Provided data >>
*** Begin section ***

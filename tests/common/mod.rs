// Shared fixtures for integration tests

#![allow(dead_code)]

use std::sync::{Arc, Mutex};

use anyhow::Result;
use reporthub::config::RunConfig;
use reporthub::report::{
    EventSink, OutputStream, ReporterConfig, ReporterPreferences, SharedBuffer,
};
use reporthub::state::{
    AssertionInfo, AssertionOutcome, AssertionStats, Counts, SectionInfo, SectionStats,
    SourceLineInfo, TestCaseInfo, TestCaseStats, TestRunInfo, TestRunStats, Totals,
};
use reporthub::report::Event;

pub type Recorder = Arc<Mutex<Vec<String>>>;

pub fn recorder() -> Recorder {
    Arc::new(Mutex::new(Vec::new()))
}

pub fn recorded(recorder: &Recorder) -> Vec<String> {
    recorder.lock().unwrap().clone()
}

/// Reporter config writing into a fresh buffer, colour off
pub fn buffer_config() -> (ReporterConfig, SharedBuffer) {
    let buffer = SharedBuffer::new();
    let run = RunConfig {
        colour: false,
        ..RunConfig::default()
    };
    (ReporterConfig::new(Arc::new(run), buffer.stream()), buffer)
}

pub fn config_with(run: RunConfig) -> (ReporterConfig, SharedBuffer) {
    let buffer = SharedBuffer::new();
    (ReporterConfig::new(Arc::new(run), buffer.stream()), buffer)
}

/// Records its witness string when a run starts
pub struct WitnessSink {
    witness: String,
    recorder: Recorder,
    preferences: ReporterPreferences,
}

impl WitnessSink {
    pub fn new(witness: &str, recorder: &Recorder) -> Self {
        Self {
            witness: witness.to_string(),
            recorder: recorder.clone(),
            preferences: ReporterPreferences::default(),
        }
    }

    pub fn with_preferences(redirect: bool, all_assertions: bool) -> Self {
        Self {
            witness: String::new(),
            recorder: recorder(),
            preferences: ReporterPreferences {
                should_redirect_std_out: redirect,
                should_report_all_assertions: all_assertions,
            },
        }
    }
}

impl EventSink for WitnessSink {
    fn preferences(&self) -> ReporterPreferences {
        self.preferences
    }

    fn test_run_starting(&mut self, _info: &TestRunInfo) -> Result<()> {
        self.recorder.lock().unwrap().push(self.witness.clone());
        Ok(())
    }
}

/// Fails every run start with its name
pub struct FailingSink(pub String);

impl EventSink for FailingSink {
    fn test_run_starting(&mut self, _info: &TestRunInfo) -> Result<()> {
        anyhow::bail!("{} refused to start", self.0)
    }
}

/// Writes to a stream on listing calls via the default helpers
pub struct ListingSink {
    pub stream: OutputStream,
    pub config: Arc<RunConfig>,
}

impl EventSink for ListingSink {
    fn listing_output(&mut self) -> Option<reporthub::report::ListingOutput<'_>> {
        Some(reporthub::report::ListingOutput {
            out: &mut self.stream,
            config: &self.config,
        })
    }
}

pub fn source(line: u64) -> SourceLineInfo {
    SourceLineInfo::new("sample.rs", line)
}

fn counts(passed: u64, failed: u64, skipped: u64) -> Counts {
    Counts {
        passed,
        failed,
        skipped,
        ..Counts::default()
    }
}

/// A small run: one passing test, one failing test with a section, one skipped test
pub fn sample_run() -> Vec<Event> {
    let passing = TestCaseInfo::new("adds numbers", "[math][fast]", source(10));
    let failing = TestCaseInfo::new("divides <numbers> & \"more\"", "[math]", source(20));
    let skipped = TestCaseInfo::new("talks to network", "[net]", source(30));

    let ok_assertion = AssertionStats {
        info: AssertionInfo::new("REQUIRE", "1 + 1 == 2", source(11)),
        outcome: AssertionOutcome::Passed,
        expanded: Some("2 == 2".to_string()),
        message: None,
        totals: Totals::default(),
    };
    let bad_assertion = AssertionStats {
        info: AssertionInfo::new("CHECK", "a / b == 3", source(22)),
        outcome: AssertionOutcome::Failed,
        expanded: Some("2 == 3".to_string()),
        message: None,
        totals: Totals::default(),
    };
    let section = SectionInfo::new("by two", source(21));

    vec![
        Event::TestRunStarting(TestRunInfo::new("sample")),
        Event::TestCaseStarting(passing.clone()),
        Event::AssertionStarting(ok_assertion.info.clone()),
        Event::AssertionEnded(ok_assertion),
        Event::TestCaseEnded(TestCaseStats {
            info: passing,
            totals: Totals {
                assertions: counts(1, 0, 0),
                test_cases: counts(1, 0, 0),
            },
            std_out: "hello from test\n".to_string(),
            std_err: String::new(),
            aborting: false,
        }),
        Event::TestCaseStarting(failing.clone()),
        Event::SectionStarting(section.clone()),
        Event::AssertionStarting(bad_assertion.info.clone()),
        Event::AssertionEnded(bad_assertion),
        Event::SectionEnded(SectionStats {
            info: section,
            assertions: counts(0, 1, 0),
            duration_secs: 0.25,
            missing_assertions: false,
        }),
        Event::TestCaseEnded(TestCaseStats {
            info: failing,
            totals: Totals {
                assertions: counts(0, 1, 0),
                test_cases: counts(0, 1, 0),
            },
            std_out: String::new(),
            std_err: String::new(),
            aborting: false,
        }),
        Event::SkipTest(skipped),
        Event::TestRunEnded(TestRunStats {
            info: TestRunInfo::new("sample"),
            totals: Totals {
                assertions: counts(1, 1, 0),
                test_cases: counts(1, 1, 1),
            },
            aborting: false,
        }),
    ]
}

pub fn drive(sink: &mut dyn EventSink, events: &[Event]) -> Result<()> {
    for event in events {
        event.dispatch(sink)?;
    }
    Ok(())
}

*** End section ***

Copy out each line of the listing that holds the string "SectionInfo".

Result >>
    AssertionInfo, AssertionOutcome, AssertionStats, Counts, SectionInfo, SectionStats,
    let section = SectionInfo::new("by two", source(21));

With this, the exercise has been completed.